Segment Start: Data in this exercise

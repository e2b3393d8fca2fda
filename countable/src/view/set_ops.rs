// Set operations that keep duplicates and order rather than collapsing to
// mathematical sets.

use std::hash::Hash;

use ahash::HashSet;

use crate::value::Countable;
use crate::Rule;

use super::View;

impl<E: Clone + Hash + Eq> View<E> {
    /// Append the elements of `other` that are not among the elements of
    /// this view.
    pub fn union(mut self, other: &Countable<E>) -> Self {
        let Some(other) = self.argument(other, "union") else {
            return self;
        };
        let additions = missing_from(self.items(), other);
        if additions.is_empty() {
            return self;
        }
        self.edit_items(|items| items.extend(additions))
    }

    /// Keep the elements that also occur in `other`.
    pub fn intersection(mut self, other: &Countable<E>) -> Self {
        let Some(other) = self.argument(other, "intersection") else {
            return self;
        };
        let lookup: HashSet<&E> = other.iter().collect();
        self.shrink(
            Rule::EmptyAfterIntersection,
            format_args!("intersection with {} elements", other.len()),
            |elements| elements.filter(|element| lookup.contains(element)),
        )
    }

    /// Remove the elements that occur in `other`, then append the elements
    /// of `other` that did not occur here.
    pub fn difference(mut self, other: &Countable<E>) -> Self {
        let Some(other) = self.argument(other, "difference") else {
            return self;
        };
        let additions = missing_from(self.items(), other);
        let lookup: HashSet<&E> = other.iter().collect();
        self.shrink_items(
            Rule::EmptyAfterDifference,
            format_args!("difference with {} elements", other.len()),
            |items| {
                items.retain(|element| !lookup.contains(element));
                items.extend(additions);
            },
        )
    }
}

// the elements of `other` that do not occur in `items`, duplicates included
fn missing_from<E: Clone + Hash + Eq>(items: &[E], other: &[E]) -> Vec<E> {
    let present: HashSet<&E> = items.iter().collect();
    other
        .iter()
        .filter(|element| !present.contains(element))
        .cloned()
        .collect()
}

#[cfg(test)]
mod tests {
    use super::*;
    use crate::CountableCore;

    fn letters(text: &str) -> Countable<char> {
        text.chars().collect()
    }

    fn text(value: &Countable<char>) -> String {
        value.to_vec().into_iter().collect()
    }

    #[test]
    fn test_difference() {
        let value = letters("ABCBA").view().difference(&letters("B")).value();
        assert_eq!(text(&value), "ACA");
        let value = letters("ABC").view().difference(&letters("CDD")).value();
        assert_eq!(text(&value), "ABDD");
    }

    #[test]
    fn test_difference_twice_restores_without_duplicates() {
        let value = letters("ABC");
        let other = letters("CD");
        let twice = value
            .view()
            .difference(&other)
            .difference(&other)
            .value();
        assert_eq!(text(&twice), "ABC");
    }

    #[test]
    fn test_union() {
        let value = letters("ABA").view().union(&letters("BCC")).value();
        assert_eq!(text(&value), "ABACC");
        let value = letters("AB");
        assert_eq!(value.view().union(&Countable::empty()).value(), value);
    }

    #[test]
    fn test_union_without_additions_keeps_order() {
        let order = crate::Order::natural();
        let view = letters("CAB").view().sort(&order).union(&letters("BA"));
        assert_eq!(view.as_slice(), &['A', 'B', 'C']);
        assert!(view.elements().order()[0].same(&order));
        let view = view.intersection(&letters("CA"));
        assert!(view.elements().order()[0].same(&order));
    }

    #[test]
    fn test_intersection() {
        let value = letters("ABCBA").view().intersection(&letters("BX")).value();
        assert_eq!(text(&value), "BB");
        let emptied = letters("AB").view().intersection(&Countable::empty()).value();
        assert!(emptied.is_empty());
        assert_eq!(
            emptied.diagnosis().map(|d| d.rule()),
            Some(Rule::EmptyAfterIntersection)
        );
    }

    #[test]
    fn test_difference_empties() {
        let emptied = letters("AA").view().difference(&letters("A")).value();
        assert_eq!(
            emptied.diagnosis().map(|d| d.rule()),
            Some(Rule::EmptyAfterDifference)
        );
    }
}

Segment End: Data in this exercise

_The problem_:
Can you write out the lines above, from the first one through the one containing "pub fn intersection(mut", exactly as they appear and nothing more?

_Written answer_:
repository e2b3393d8fca2fda
filename countable/src/view/set_ops.rs
// Set operations that keep duplicates and order rather than collapsing to
// mathematical sets.

use std::hash::Hash;

use ahash::HashSet;

use crate::value::Countable;
use crate::Rule;

use super::View;

impl<E: Clone + Hash + Eq> View<E> {
    /// Append the elements of `other` that are not among the elements of
    /// this view.
    pub fn union(mut self, other: &Countable<E>) -> Self {
        let Some(other) = self.argument(other, "union") else {
            return self;
        };
        let additions = missing_from(self.items(), other);
        if additions.is_empty() {
            return self;
        }
        self.edit_items(|items| items.extend(additions))
    }

    /// Keep the elements that also occur in `other`.
    pub fn intersection(mut self, other: &Countable<E>) -> Self {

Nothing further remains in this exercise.